Iraq is because of oil
We don’t need Iraqi oil, we were getting most of our oil from other places, we have larger national reserves than any other developed country and we have alternatives that we could develop if necessary within a decade or so. (Natural Gas, hydrogen, and so on). The main reason we don’t is the economics; oil is cheap and abundant. When that changes, society will adapt. But for now, oil fuels the world economy.
Europe is far more dependent on Iraqi oil. And the world economy is balanced on things like stability of oil markets. Having a murderous tyrant, who invades his neighbors, gasses his own people, sponsors terror, and destabilizes the region, squatting on the oil reserves and trying to develop nukes and biologicals does a lot to harm the world’s stability and thus the U.S.’s security and stability. Giving him weapons, and ignoring what he does with them, may buy the peace in the short term, but at a really high cost. We learned the costs with Pol Pot, Hitler, and others; the Europeans seem to enjoy repeating their same mistakes -- over, and over again.
Iraq was about our Presidents sincere belief that if we plant the seeds of Democracy in the middle-east, that it will spread, force reforms on other countries, teach the terrorists and nations that harbor them that they are not “safe” to commit any acts. Thus success means violence (terrorism) would cool down, and the region will be- come more stable; long term. We could argue that ego and finishing his dad’s work had something to do with it as well, and I’m sure that mattered a little, along with a few dozen other reasons all far more valid than “this was just about oil”.
What about the places we didn't free because they didn't have oil?
Some say, “if it wasn’t about oil, then why not go into Iran, Rwanda, Syria, China, North Korea”, and so on.
- Iran has oil, so if we went in there, we would be accused of that about being about oil there too; when the truth would be it would be about a dozen things ranging from the Shah, em- bassy prisoners, nuclear weapons, totalitarianism, ego, stability, and yes, oil is definitely a factor -- just not the only one or even primary one. If it was, then why didn’t we go in there back in the 80’s?
- Ask Clinton why he didn’t go into Rwanda, that was under his watch. In fact ask the whole U.N., since they looked the other way. But we did go to Bosnia and other places that didn’t have oil. So we have tried to stop genocide or fight for democracy (Korea, Vietnam, Panama). The world just seems to place value on Europeans higher than Asians, which are higher than Midddle-easterners, which are higher than Africans or other aboriginal people’s. I don’t think that’s completely right, but part of it is about their influence on the world economy as well as racism.
- Syria is so far a small player, and we’re starting to work on them.
- China or Saudi Arabia; they aren’t exactly democratic utopias, but both have been getting better.
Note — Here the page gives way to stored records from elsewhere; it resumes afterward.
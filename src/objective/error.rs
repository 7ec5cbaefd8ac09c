use thiserror::Error;

use crate::{parameters::ParameterError, simulation::IntegrationError};

#[derive(Debug, Error, Clone, PartialEq)]
pub enum ObservationError {
    #[error("Observation has no time points")]
    EmptyTimeGrid,
    #[error("Time point {index} ({value}) must be finite, non-negative and not before its predecessor")]
    InvalidTime { index: usize, value: f64 },
    #[error("Observation has no observed metabolites")]
    NoObservables,
    /// Error indicating the value matrix does not match observables × time points
    #[error("Observed values have shape {found:?}, expected {expected:?}")]
    ShapeMismatch {
        expected: (usize, usize),
        found: (usize, usize),
    },
    #[error("Observed metabolite index {0} appears more than once")]
    DuplicateObservable(usize),
    #[error("Observed value at metabolite row {row}, time column {col} is not finite")]
    NonFiniteValue { row: usize, col: usize },
    #[error("Observable index {index} is out of range for a system with {dimension} metabolites")]
    ObservableOutOfRange { index: usize, dimension: usize },
    #[error("Unknown metabolite '{name}' for pathway '{pathway}'")]
    UnknownMetabolite { name: String, pathway: String },
    #[error("Observation rows are ragged")]
    RaggedValues,
    #[error(transparent)]
    ParameterError(#[from] ParameterError),
}

/// Failure to turn a candidate vector into a simulated trajectory.
///
/// Only [`TrajectoryEvaluator::simulate`](super::evaluator::TrajectoryEvaluator::simulate)
/// surfaces these; the residual path replaces them with the penalty vector.
#[derive(Debug, Error)]
pub enum EvaluationError {
    #[error(transparent)]
    ParameterError(#[from] ParameterError),
    #[error(transparent)]
    IntegrationError(#[from] IntegrationError),
}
We have patience and do what we can; and attacking our only allies in the region (Saudi Arabia) because they aren’t moving fast enough, is a dumb move. We can’t do much about China but pressure them, and we try to work with the giant. So we fix what we can, when we can. That’s diplomacy.
- North Korea is isolated and we had a war with them already (remember?). We’re trying to pressure them through their sponsors and neighbors -- in another 10 or 20 years, the amount of time we gave Iraq, we might go in there as well; but for now we pick our battles.
The facts are that we’ve gone into dozens of countries that didn’t have oil to help and so on. We ignored other countries. We can only do a couple things at a time. Syria and Iran are big problems; but we picked the biggest problem first, the one with the longest and worst history. Iraq is an example to the rest; a strong hint. Give it a few years and see if they take it. We’ll exhaust other opportunities before going after them, but just having our army on their borders has mellowed both countries a bit. (They upped the rhetoric, but are negotiating in better faith knowing there may be consequences).
If it was just about oil, there would have been far better targets. We didn’t have to spend so much on nation building -- we could build big bases around the oil fields and rape the Iraqi people like the Europeans were doing with Saddam. Oil just means that we had to take the threat to the region more seriously. Oil means that Iraq had a lot more money to rebuild infrastructure and gives us a chance to rebuild them for a fraction of the cost. Oil means that long term they could eventually sus- tain themselves and defend themselves; that is harder to do for Rwanda, Somalia and countries like that. So the war isn’t just about oil, but oil and their economy is certainly a factor. Oil meant more to France, Germany, Russia, China and the U.N. who stole oil from the Iraq people, and got mad that we staunched the flow of their corruption. Money in illegal arms flow meant more to those countries as well. We were fighting about long term stability and injustice, trying to change the long term security situation. Oil just increases our chances for success.